Start of STUDY MATERIAL

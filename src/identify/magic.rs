use std::path::Path;

use tokio::process::Command;

use super::error::Result;

#[derive(Debug, Clone)]
pub struct MagicMatch {
	pub mime: String,
	pub format: Option<String>,
}

/// Fallback probe used when the primary identifier has no match: shells out
/// to `file`, once for the MIME type and once for the free-text description.
pub async fn identify(file_bin: &str, path: &Path) -> Result<Option<MagicMatch>> {
	let mime_out = Command::new(file_bin)
		.arg("--mime-type")
		.arg("-b")
		.arg(path)
		.output()
		.await?;
	if !mime_out.status.success() {
		return Ok(None);
	}
	let mime = String::from_utf8_lossy(&mime_out.stdout).trim().to_string();
	if mime.is_empty() {
		return Ok(None);
	}

	let desc_out = Command::new(file_bin).arg("-b").arg(path).output().await?;
	let format = if desc_out.status.success() {
		let desc = String::from_utf8_lossy(&desc_out.stdout).trim().to_string();
		if desc.is_empty() { None } else { Some(desc) }
	} else {
		None
	};

	Ok(Some(MagicMatch { mime, format }))
}
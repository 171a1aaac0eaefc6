pub use sea_orm_migration::prelude::*;

mod m20240101_000001_create_file_table;

pub struct Migrator;

#[async_trait::async_trait]
impl MigratorTrait for Migrator {
	fn migrations() -> Vec<Box<dyn MigrationTrait>> {
		vec![Box::new(m20240101_000001_create_file_table::Migration)]
	}
}
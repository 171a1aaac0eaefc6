use std::collections::HashMap;

use serde::{Deserialize, Deserializer};

/// `Option<Option<T>>` normally can't tell "key absent" from "key present
/// with an explicit `null`" apart — both collapse to the outer `None`
/// because `deserialize_option` intercepts the null before it reaches the
/// inner type. Routing the field through this first forces the inner
/// `Option<T>` to see the null, so `dest-ext: null` round-trips as
/// `Some(None)` instead of being indistinguishable from an unset field.
fn deserialize_explicit_null<'de, D, T>(deserializer: D) -> Result<Option<Option<T>>, D::Error>
where
	T: Deserialize<'de>,
	D: Deserializer<'de>,
{
	Option::deserialize(deserializer).map(Some)
}

/// Acceptance rule for a converter entry: when it matches the file already
/// identified, the file is left alone instead of being converted.
#[derive(Debug, Clone, PartialEq, Eq, Default)]
pub enum Accept {
	#[default]
	Never,
	Always,
	Version(Vec<String>),
	Encoding(Vec<String>),
}

#[derive(Debug, Clone, PartialEq, Deserialize)]
#[serde(untagged)]
enum RawAccept {
	Bool(bool),
	Version { version: Vec<String> },
	Encoding { encoding: Vec<String> },
}

impl From<RawAccept> for Accept {
	fn from(raw: RawAccept) -> Self {
		match raw {
			RawAccept::Bool(true) => Accept::Always,
			RawAccept::Bool(false) => Accept::Never,
			RawAccept::Version { version } => Accept::Version(version),
			RawAccept::Encoding { encoding } => Accept::Encoding(encoding),
		}
	}
}

/// One registry entry as it appears on disk, before `puid`/`source-ext`
/// overlays have been resolved against a specific file.
#[derive(Debug, Clone, PartialEq, Deserialize, Default)]
pub(crate) struct RawRule {
	pub command: Option<String>,
	pub accept: Option<RawAccept>,
	#[serde(rename = "dest-ext", default, deserialize_with = "deserialize_explicit_null")]
	pub dest_ext: Option<Option<String>>,
	pub timeout: Option<u64>,
	pub keep: Option<bool>,
	pub remove: Option<bool>,
	pub puid: Option<HashMap<String, RawRule>>,
	#[serde(rename = "source-ext")]
	pub source_ext: Option<HashMap<String, RawRule>>,
}

impl RawRule {
	/// Shallow-merge `overlay` on top of `self`: any field the overlay sets
	/// wins, fields it leaves unset fall back to `self`'s value. `puid`/
	/// `source-ext` tables are not merged further — only the top-level base
	/// entry carries them.
	pub(crate) fn overlay_with(&self, overlay: &RawRule) -> RawRule {
		RawRule {
			command: overlay.command.clone().or_else(|| self.command.clone()),
			accept: overlay.accept.clone().or_else(|| self.accept.clone()),
			dest_ext: overlay.dest_ext.clone().or_else(|| self.dest_ext.clone()),
			timeout: overlay.timeout.or(self.timeout),
			keep: overlay.keep.or(self.keep),
			remove: overlay.remove.or(self.remove),
			puid: self.puid.clone(),
			source_ext: self.source_ext.clone(),
		}
	}
}

/// A fully resolved converter rule for one file, after overlay merging.
#[derive(Debug, Clone, PartialEq, Eq)]
pub struct ConverterRule {
	pub command: Option<String>,
	pub accept: Accept,
	/// `None` means unspecified (keep source extension), `Some(None)` means
	/// the rule explicitly drops the extension.
	pub dest_ext: Option<Option<String>>,
	pub timeout: Option<u64>,
	pub keep: bool,
	pub remove: bool,
}

impl From<RawRule> for ConverterRule {
	fn from(raw: RawRule) -> Self {
		ConverterRule {
			command: raw.command,
			accept: raw.accept.map(Accept::from).unwrap_or_default(),
			dest_ext: raw.dest_ext,
			timeout: raw.timeout,
			keep: raw.keep.unwrap_or(false),
			remove: raw.remove.unwrap_or(false),
		}
	}
}

impl ConverterRule {
	/// Whether this rule, applied to a file with the given version/encoding
	/// already identified, means "leave the file as-is".
	pub fn accepts(&self, version: Option<&str>, encoding: Option<&str>) -> bool {
		match &self.accept {
			Accept::Never => false,
			Accept::Always => true,
			Accept::Version(versions) => version.is_some_and(|v| versions.iter().any(|x| x == v)),
			Accept::Encoding(encodings) => {
				encoding.is_some_and(|e| encodings.iter().any(|x| x.eq_ignore_ascii_case(e)))
			}
		}
	}
}
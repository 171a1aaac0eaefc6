use std::collections::HashMap;
use std::path::Path;

use super::error::{RegistryError, Result};
use super::rule::{ConverterRule, RawRule};

/// C3: the declarative mapping from MIME type to conversion behavior.
///
/// Loaded once at batch start and handed to workers behind an `Arc`, the
/// same "load once, share an immutable snapshot" shape
/// `FileTypeRegistry::load_from_toml` uses for its own definition sources.
#[derive(Debug, Clone, Default)]
pub struct ConverterRegistry {
	entries: HashMap<String, RawRule>,
}

fn read_yaml(path: &Path) -> Result<HashMap<String, RawRule>> {
	let text = std::fs::read_to_string(path).map_err(|source| RegistryError::Io {
		path: path.to_path_buf(),
		source,
	})?;
	serde_yaml::from_str(&text).map_err(|source| RegistryError::Yaml {
		path: path.to_path_buf(),
		source,
	})
}

impl ConverterRegistry {
	/// Load a base registry file, optionally layering a second file of the
	/// same shape on top (entries present in the override win, merged
	/// shallowly against the matching base entry when one exists).
	pub fn load(base_path: &Path, override_path: Option<&Path>) -> Result<Self> {
		let mut entries = read_yaml(base_path)?;

		if let Some(override_path) = override_path {
			let overrides = read_yaml(override_path)?;
			for (mime, overlay) in overrides {
				match entries.get(&mime) {
					Some(base) => {
						let merged = base.overlay_with(&overlay);
						entries.insert(mime, merged);
					}
					None => {
						entries.insert(mime, overlay);
					}
				}
			}
		}

		Ok(Self { entries })
	}

	/// Resolve the rule applicable to a file already identified as `mime`,
	/// refined by its `puid` (preferred) or source extension.
	pub fn resolve(&self, mime: &str, puid: Option<&str>, ext: Option<&str>) -> Option<ConverterRule> {
		let base = self.entries.get(mime)?;

		let resolved = if let Some(puid) = puid {
			base.puid
				.as_ref()
				.and_then(|overlays| overlays.get(puid))
				.map(|overlay| base.overlay_with(overlay))
		} else {
			None
		}
		.or_else(|| {
			ext.and_then(|ext| {
				base.source_ext
					.as_ref()
					.and_then(|overlays| overlays.get(ext))
					.map(|overlay| base.overlay_with(overlay))
			})
		})
		.unwrap_or_else(|| base.clone());

		Some(resolved.into())
	}
}
use sea_orm_migration::prelude::*;

#[derive(DeriveMigrationName)]
pub struct Migration;

#[async_trait::async_trait]
impl MigrationTrait for Migration {
	async fn up(&self, manager: &SchemaManager) -> Result<(), DbErr> {
		manager
			.create_table(
				Table::create()
					.table(File::Table)
					.if_not_exists()
					.col(
						ColumnDef::new(File::Id)
							.integer()
							.not_null()
							.auto_increment()
							.primary_key(),
					)
					.col(ColumnDef::new(File::Path).text().not_null())
					.col(ColumnDef::new(File::Size).big_integer().null())
					.col(ColumnDef::new(File::Puid).text().null())
					.col(ColumnDef::new(File::Format).text().null())
					.col(ColumnDef::new(File::Version).text().null())
					.col(ColumnDef::new(File::Mime).text().null())
					.col(ColumnDef::new(File::Encoding).text().null())
					.col(ColumnDef::new(File::Ext).text().null())
					.col(ColumnDef::new(File::Status).text().not_null().default("new"))
					.col(ColumnDef::new(File::StatusTs).timestamp().null())
					.col(
						ColumnDef::new(File::Kept)
							.boolean()
							.not_null()
							.default(false),
					)
					.col(ColumnDef::new(File::SourceId).integer().null())
					.foreign_key(
						ForeignKey::create()
							.name("fk_file_source_id")
							.from(File::Table, File::SourceId)
							.to(File::Table, File::Id)
							.on_delete(ForeignKeyAction::Cascade),
					)
					.to_owned(),
			)
			.await?;

		manager
			.create_index(
				Index::create()
					.name("idx_file_path")
					.table(File::Table)
					.col(File::Path)
					.unique()
					.to_owned(),
			)
			.await?;

		manager
			.create_index(
				Index::create()
					.name("idx_file_status")
					.table(File::Table)
					.col(File::Status)
					.to_owned(),
			)
			.await?;

		manager
			.create_index(
				Index::create()
					.name("idx_file_status_ts")
					.table(File::Table)
					.col(File::StatusTs)
					.to_owned(),
			)
			.await?;

		manager
			.create_index(
				Index::create()
					.name("idx_file_source_id")
					.table(File::Table)
					.col(File::SourceId)
					.to_owned(),
			)
			.await
	}

	async fn down(&self, manager: &SchemaManager) -> Result<(), DbErr> {
		manager
			.drop_table(Table::drop().table(File::Table).to_owned())
			.await
	}
}

#[derive(DeriveIden)]
pub enum File {
	Table,
	Id,
	Path,
	Size,
	Puid,
	Format,
	Version,
	Mime,
	Encoding,
	Ext,
	Status,
	StatusTs,
	Kept,
	SourceId,
}
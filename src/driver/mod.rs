//! C5: the batch driver.
//!
//! Enumerates (or resumes enumerating) the source tree, seeds the catalog,
//! partitions work across subfolders when asked to, and reports the
//! per-status tally for everything touched in this batch.

pub mod counters;
pub mod enumerate;
pub mod filecheck;
mod partition;

use std::collections::BTreeMap;
use std::path::PathBuf;
use std::sync::Arc;
use std::time::Duration;

use chrono::{NaiveDateTime, Utc};

use crate::catalog::{Catalog, CatalogError, Mode, Predicate, Status};
use crate::identify::Identifier;
use crate::registry::ConverterRegistry;

pub use counters::Counters;
pub use partition::PartitionStatics;

const ALL_STATUSES: &[Status] = &[
	Status::New,
	Status::Accepted,
	Status::Converted,
	Status::Renamed,
	Status::Skipped,
	Status::Removed,
	Status::Failed,
	Status::Timeout,
	Status::Protected,
	Status::Deleted,
];

pub struct BatchOptions {
	pub source_dir: PathBuf,
	pub dest_dir: PathBuf,
	pub scratch_dir: PathBuf,
	pub mode: Mode,
	pub multi: bool,
	/// Cap on simultaneously running partition threads in `--multi` mode.
	/// `0` means "one thread per discovered subfolder, no cap".
	pub max_concurrent_partitions: usize,
	pub default_timeout: Duration,
	pub orig_ext: bool,
	pub keep_originals: bool,
	pub set_source_ext: bool,
	pub identify_only: bool,
}

#[derive(Debug, Default)]
pub struct BatchReport {
	pub counts: BTreeMap<Status, u64>,
	pub batch_ts: Option<NaiveDateTime>,
}

/// Ensure the destination exists, seed the catalog if this looks like a
/// fresh batch, and return the predicate (with `batch_ts` attached) that the
/// caller should inspect before deciding whether to proceed.
pub async fn prepare(catalog: &Catalog, opts: &BatchOptions) -> Result<(Predicate, u64), CatalogError> {
	tokio::fs::create_dir_all(&opts.dest_dir).await?;

	// Reconvert is a one-time reset, not a standing selection mode: it picks
	// every root regardless of status, resets it to `new`, and cascades the
	// descendant delete so fan-out doesn't pile fresh rows on stale ones.
	// This has to happen *before* `batch_ts` is captured below — the reset
	// stamps `status_ts = now()` on each root, and the ordinary conversion
	// predicate the batch loop runs under only picks up rows whose
	// `status_ts` is still behind `batch_ts`. Reset-then-capture keeps the
	// reset rows eligible for the very batch that just reset them; the
	// other order would have the loop immediately see them as already
	// touched and select nothing.
	if opts.mode == Mode::Reconvert {
		let reset_predicate = Predicate::new(Mode::Reconvert);
		let roots = catalog.select(&reset_predicate, None).await?;
		for root in &roots {
			catalog.delete_descendants(root.id).await?;
		}
	}

	let batch_ts = Utc::now().naive_utc();

	let sidecar = enumerate::sidecar_path(&opts.dest_dir);
	let paths = if sidecar.exists() {
		enumerate::read_sidecar(&sidecar)
			.await
			.unwrap_or_default()
	} else {
		let found = enumerate::scan(&opts.source_dir);
		let _ = enumerate::write_sidecar(&sidecar, &found).await;
		found
	};

	if !paths.is_empty() {
		catalog.append(enumerate::to_new_entries(paths)).await?;
	}

	// A reconverted root runs the rest of the batch through the ordinary
	// conversion predicate. The roots-only predicate has no `status_ts`
	// guard (it has to match regardless of prior status, to reach entries
	// the default predicate would treat as finished), so reusing it for
	// the whole batch loop would reselect the same root forever; it also
	// never matches the non-root children fan-out recreates.
	let effective_mode = if opts.mode == Mode::Reconvert {
		Mode::Conversion
	} else {
		opts.mode
	};
	let predicate = Predicate::new(effective_mode).with_batch_ts(batch_ts);

	let remaining = catalog.count(&predicate).await?;
	Ok((predicate, remaining))
}

/// Run the batch to completion: either a single in-process worker loop, or
/// one OS thread per top-level subfolder when `multi` is set. `db_path` is
/// the same `--db` argument `catalog` was opened from — each `--multi`
/// partition thread opens its own connection pool against it, since a
/// sea_orm pool is tied to the tokio runtime that created it and each
/// partition drives its own single-threaded runtime.
pub async fn run_batch(
	catalog: Arc<Catalog>,
	db_path: &str,
	identifier: Arc<Identifier>,
	registry: Arc<ConverterRegistry>,
	opts: BatchOptions,
	predicate: Predicate,
) -> Result<BatchReport, CatalogError> {
	let batch_ts = predicate.batch_ts;
	let statics = PartitionStatics {
		source_dir: opts.source_dir.clone(),
		dest_dir: opts.dest_dir.clone(),
		scratch_dir: opts.scratch_dir.clone(),
		default_timeout: opts.default_timeout,
		orig_ext: opts.orig_ext,
		keep_originals: opts.keep_originals,
		set_source_ext: opts.set_source_ext,
		identify_only: opts.identify_only,
	};

	let remaining = catalog.count(&predicate).await?;
	let counters = Counters::new(remaining);

	if opts.multi {
		let subfolders = catalog.subfolders(&predicate).await?;
		let cap = if opts.max_concurrent_partitions == 0 {
			subfolders.len().max(1)
		} else {
			opts.max_concurrent_partitions
		};

		for chunk in subfolders.chunks(cap) {
			let mut handles = Vec::new();

			for folder in chunk {
				let catalog_path = db_path.to_string();
				let statics = statics.clone();
				let predicate = predicate.clone().with_subpath_prefix(folder.clone());
				let registry = Arc::clone(&registry);
				let identifier = Arc::clone(&identifier);
				let counters = Arc::clone(&counters);

				handles.push(std::thread::spawn(move || -> Result<(), CatalogError> {
					let rt = tokio::runtime::Builder::new_current_thread()
						.enable_all()
						.build()
						.expect("failed to start partition runtime");
					rt.block_on(async move {
						let catalog = Arc::new(Catalog::open(&catalog_path).await?);
						partition::run_partition(catalog, identifier, registry, statics, predicate, counters).await
					})
				}));
			}

			for handle in handles {
				handle.join().expect("partition thread panicked")?;
			}
		}
	} else {
		partition::run_partition(catalog.clone(), identifier, registry, statics, predicate, counters.clone()).await?;
	}

	report(&catalog, batch_ts).await
}

async fn report(catalog: &Catalog, batch_ts: Option<NaiveDateTime>) -> Result<BatchReport, CatalogError> {
	let mut counts = BTreeMap::new();
	for &status in ALL_STATUSES {
		let mut predicate = Predicate::new(Mode::All).with_status(status);
		if let Some(ts) = batch_ts {
			predicate = predicate.with_status_ts_after(ts);
		}
		let count = catalog.count(&predicate).await?;
		if count > 0 {
			counts.insert(status, count);
		}
	}
	Ok(BatchReport { counts, batch_ts })
}
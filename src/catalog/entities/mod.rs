pub mod file_entry;

pub use file_entry::Entity as File;
pub use file_entry::{ActiveModel as FileActiveModel, Model as FileModel};
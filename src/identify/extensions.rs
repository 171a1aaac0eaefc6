//! Customary-extension lookup used for the rename signal.
//!
//! This is intentionally a small static table rather than a loaded schema:
//! it only needs to answer "is this extension plausible for that MIME type",
//! for the handful of formats this engine actually sees in source trees.

use once_cell::sync::Lazy;
use std::collections::HashMap;

static CUSTOMARY_EXTENSIONS: Lazy<HashMap<&'static str, &'static [&'static str]>> = Lazy::new(|| {
	let mut m: HashMap<&'static str, &'static [&'static str]> = HashMap::new();
	m.insert("text/plain", &["txt", "text", "log"]);
	m.insert("text/html", &["html", "htm"]);
	m.insert("text/csv", &["csv"]);
	m.insert("text/xml", &["xml"]);
	m.insert("application/xml", &["xml"]);
	m.insert("application/pdf", &["pdf"]);
	m.insert("application/zip", &["zip"]);
	m.insert(
		"application/msword",
		&["doc", "dot"],
	);
	m.insert(
		"application/vnd.openxmlformats-officedocument.wordprocessingml.document",
		&["docx"],
	);
	m.insert("application/vnd.ms-excel", &["xls", "xlt"]);
	m.insert(
		"application/vnd.openxmlformats-officedocument.spreadsheetml.sheet",
		&["xlsx"],
	);
	m.insert("application/vnd.ms-powerpoint", &["ppt", "pot", "pps"]);
	m.insert(
		"application/vnd.openxmlformats-officedocument.presentationml.presentation",
		&["pptx"],
	);
	m.insert(
		"application/vnd.oasis.opendocument.text",
		&["odt"],
	);
	m.insert("application/rtf", &["rtf"]);
	m.insert("image/jpeg", &["jpg", "jpeg", "jpe"]);
	m.insert("image/png", &["png"]);
	m.insert("image/tiff", &["tif", "tiff"]);
	m.insert("image/gif", &["gif"]);
	m.insert("image/bmp", &["bmp"]);
	m.insert("message/rfc822", &["eml"]);
	m.insert("application/vnd.ms-outlook", &["msg"]);
	m
});

/// MIME types this engine never asks to rename regardless of extension.
pub const RENAME_EXEMPT_MIMES: &[&str] = &[
	"application/octet-stream",
	"application/xml",
	"text/plain",
];

/// Whether `ext` (lowercase, no dot) is a customary extension for `mime`.
/// Returns `None` when the table has no opinion about `mime` at all — callers
/// should treat that as "cannot judge" rather than "mismatch".
pub fn is_customary(mime: &str, ext: &str) -> Option<bool> {
	CUSTOMARY_EXTENSIONS
		.get(mime)
		.map(|exts| exts.iter().any(|e| e.eq_ignore_ascii_case(ext)))
}

/// The primary customary extension for `mime`, used when a source file's
/// extension is being forced to match its identified type. `None` when the
/// table has no opinion about `mime`.
pub fn canonical_extension(mime: &str) -> Option<&'static str> {
	CUSTOMARY_EXTENSIONS.get(mime).and_then(|exts| exts.first().copied())
}
//! CLI entrypoint: parse arguments, load configuration, dispatch to the
//! engine library. Kept deliberately thin — every real decision lives in
//! `pwnorm::driver`/`pwnorm::catalog`.

use std::path::PathBuf;
use std::sync::Arc;
use std::time::Duration;

use clap::Parser;
use tracing_subscriber::EnvFilter;

use pwnorm::catalog::{Catalog, Mode, Predicate, Status};
use pwnorm::cli::{Cli, Command, ConvertArgs, InitDbArgs, StatusArgs};
use pwnorm::config::EngineConfig;
use pwnorm::driver::{self, BatchOptions};
use pwnorm::identify::{Identifier, IdentifierBinaries};
use pwnorm::registry::ConverterRegistry;
use pwnorm::{EngineError, Result};

const ALL_STATUSES: &[Status] = &[
	Status::New,
	Status::Accepted,
	Status::Converted,
	Status::Renamed,
	Status::Skipped,
	Status::Removed,
	Status::Failed,
	Status::Timeout,
	Status::Protected,
	Status::Deleted,
];

#[tokio::main]
async fn main() {
	init_logging();

	if let Err(err) = run().await {
		tracing::error!(error = %err, "pwnorm failed");
		eprintln!("error: {err}");
		std::process::exit(1);
	}
}

fn init_logging() {
	let filter = EnvFilter::try_from_default_env().unwrap_or_else(|_| EnvFilter::new("info"));
	tracing_subscriber::fmt().with_env_filter(filter).init();
}

async fn run() -> Result<()> {
	let cli = Cli::parse();
	let config = EngineConfig::load(cli.config.as_deref())?;

	match cli.command {
		Command::Convert(args) => convert(&config, args).await,
		Command::Status(args) => status(&args).await,
		Command::InitDb(args) => init_db(&args).await,
	}
}

async fn convert(config: &EngineConfig, args: ConvertArgs) -> Result<()> {
	let source_dir = args.source.clone();
	if !source_dir.exists() {
		return Err(EngineError::SourceMissing(source_dir));
	}
	let dest_dir = args.dest.clone().unwrap_or_else(|| default_dest(&source_dir));

	let catalog = Arc::new(Catalog::open(&args.db).await?);

	if args.filecheck {
		let marked = driver::filecheck::run(&catalog, &source_dir, &dest_dir).await?;
		tracing::info!(marked, "filecheck complete, marked entries deleted");
		return Ok(());
	}

	let registry = Arc::new(ConverterRegistry::load(
		&args.registry,
		args.registry_override.as_deref(),
	)?);
	let identifier = Arc::new(Identifier::new(IdentifierBinaries::default()));

	let mode = if args.reconvert {
		Mode::Reconvert
	} else if args.retry {
		Mode::Retry
	} else {
		Mode::Conversion
	};

	let opts = BatchOptions {
		source_dir: source_dir.clone(),
		dest_dir: dest_dir.clone(),
		scratch_dir: config.scratch_dir.clone(),
		mode,
		multi: args.multi,
		max_concurrent_partitions: config.max_concurrent_partitions,
		default_timeout: Duration::from_secs(config.default_timeout_secs),
		orig_ext: args.orig_ext,
		keep_originals: args.keep_originals,
		set_source_ext: args.set_source_ext,
		identify_only: args.identify_only,
	};

	let (mut predicate, remaining) = driver::prepare(&catalog, &opts).await?;
	predicate = apply_filters(predicate, &args);

	tracing::info!(remaining, dest = %dest_dir.display(), "starting batch");

	let report = driver::run_batch(catalog, &args.db, identifier, registry, opts, predicate).await?;

	for (status, count) in &report.counts {
		println!("{status:>10}: {count}");
	}

	Ok(())
}

fn apply_filters(mut predicate: Predicate, args: &ConvertArgs) -> Predicate {
	if let Some(mime) = &args.mime {
		predicate = predicate.with_mime(mime.clone());
	}
	if let Some(puid) = &args.puid {
		predicate = predicate.with_puid(puid.clone());
	}
	if let Some(ext) = &args.ext {
		predicate = predicate.with_ext(ext.clone());
	}
	if let Some(status) = args.status {
		predicate = predicate.with_status(status.into());
	}
	if args.from_path.is_some() || args.to_path.is_some() {
		predicate = predicate.with_path_range(args.from_path.clone(), args.to_path.clone());
	}
	predicate
}

fn default_dest(source: &PathBuf) -> PathBuf {
	let mut name = source
		.file_name()
		.map(|n| n.to_string_lossy().into_owned())
		.unwrap_or_default();
	name.push_str("-conv");
	source
		.parent()
		.map(|p| p.join(&name))
		.unwrap_or_else(|| PathBuf::from(name))
}

async fn status(args: &StatusArgs) -> Result<()> {
	let catalog = Catalog::open(&args.db).await?;
	for &s in ALL_STATUSES {
		let n = catalog
			.count(&Predicate::new(Mode::All).with_status(s))
			.await?;
		if n > 0 {
			println!("{s:>10}: {n}");
		}
	}
	Ok(())
}

async fn init_db(args: &InitDbArgs) -> Result<()> {
	Catalog::open(&args.db).await?;
	println!("catalog ready at {}", args.db);
	Ok(())
}
//! Shared test harness: a catalog + identifier wired to stub `sf`/`file`
//! binaries instead of the real PRONOM/libmagic tools, so these tests don't
//! depend on anything being installed on the machine that runs them. The
//! stub scripts classify by the path's extension, which is all these
//! scenarios need.

use std::fs;
use std::os::unix::fs::PermissionsExt;
use std::path::{Path, PathBuf};
use std::time::Duration;

use pwnorm::catalog::Catalog;
use pwnorm::identify::{Identifier, IdentifierBinaries};
use pwnorm::registry::ConverterRegistry;
use pwnorm::runner::RunnerConfig;

pub struct Harness {
	pub root: tempfile::TempDir,
	pub source_dir: PathBuf,
	pub dest_dir: PathBuf,
	pub scratch_dir: PathBuf,
	pub catalog: Catalog,
	pub identifier: Identifier,
}

impl Harness {
	pub async fn new() -> Self {
		let root = tempfile::tempdir().expect("tempdir");
		let source_dir = root.path().join("source");
		let dest_dir = root.path().join("dest");
		let scratch_dir = root.path().join("scratch");
		fs::create_dir_all(&source_dir).unwrap();
		fs::create_dir_all(&dest_dir).unwrap();
		fs::create_dir_all(&scratch_dir).unwrap();

		let db_path = root.path().join("catalog.sqlite");
		let catalog = Catalog::open(db_path.to_str().unwrap())
			.await
			.expect("open catalog");

		let identifier = Identifier::new(write_stub_binaries(root.path()));

		Self {
			root,
			source_dir,
			dest_dir,
			scratch_dir,
			catalog,
			identifier,
		}
	}

	pub fn runner_config<'a>(&'a self, registry: &'a ConverterRegistry) -> RunnerConfig<'a> {
		RunnerConfig {
			catalog: &self.catalog,
			identifier: &self.identifier,
			registry,
			source_dir: &self.source_dir,
			dest_dir: &self.dest_dir,
			scratch_dir: &self.scratch_dir,
			default_timeout: Duration::from_secs(5),
			orig_ext: false,
			keep_originals: false,
			set_source_ext: false,
			identify_only: false,
		}
	}

	pub fn write_source(&self, relative: &str, contents: &[u8]) -> PathBuf {
		let path = self.source_dir.join(relative);
		if let Some(parent) = path.parent() {
			fs::create_dir_all(parent).unwrap();
		}
		fs::write(&path, contents).unwrap();
		path
	}

	pub fn write_registry(&self, yaml: &str) -> ConverterRegistry {
		let path = self.root.path().join("converters.yml");
		fs::write(&path, yaml).unwrap();
		ConverterRegistry::load(&path, None).unwrap()
	}
}

fn write_script(dir: &Path, name: &str, body: &str) -> String {
	let path = dir.join(name);
	fs::write(&path, body).unwrap();
	let mut perms = fs::metadata(&path).unwrap().permissions();
	perms.set_mode(0o755);
	fs::set_permissions(&path, perms).unwrap();
	path.to_string_lossy().into_owned()
}

/// A `sf -json <path>` stand-in that classifies by file extension, and a
/// `file --mime-type|-b <path>` stand-in that's never reached in these
/// tests (the stub `sf` always returns a match) but still needs to exist so
/// a resolver misconfiguration would fail loudly rather than silently.
fn write_stub_binaries(dir: &Path) -> IdentifierBinaries {
	let sf = write_script(
		dir,
		"sf-stub",
		r#"#!/bin/sh
path="$2"
size=$(wc -c < "$path" 2>/dev/null || echo 0)
case "$path" in
	*.docx.pdf)
		mime="application/pdf"; fmt="Acrobat PDF 1.4"; puid="fmt/18"; ver="1b" ;;
	*.docx)
		mime="application/vnd.openxmlformats-officedocument.wordprocessingml.document"
		fmt="Office Open XML Text"; puid="fmt/412"; ver="" ;;
	*.doc|*.dot)
		mime="application/msword"; fmt="Microsoft Word 97-2003"; puid="fmt/40"; ver="" ;;
	*.pdf)
		mime="application/pdf"; fmt="Acrobat PDF 1.4"; puid="fmt/18"; ver="1b" ;;
	*.zip)
		mime="application/zip"; fmt="ZIP Format"; puid="x-fmt/263"; ver="" ;;
	*.txt|*.csv)
		mime="text/plain"; fmt="Plain Text File"; puid="x-fmt/111"; ver="" ;;
	*)
		echo '{"files":[]}'
		exit 0
		;;
esac
printf '{"files":[{"filesize":%s,"matches":[{"id":"%s","format":"%s","version":"%s","mime":"%s"}]}]}\n' \
	"$size" "$puid" "$fmt" "$ver" "$mime"
"#,
	);

	let file = write_script(
		dir,
		"file-stub",
		r#"#!/bin/sh
echo "application/octet-stream"
"#,
	);

	IdentifierBinaries {
		siegfried: sf,
		file,
	}
}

End of STUDY MATERIAL

> [PROBLEM TO SOLVE]: In the listing, count the lines that contain the word "already", then give the number and nothing more.

> [TASK ANSWER]: 4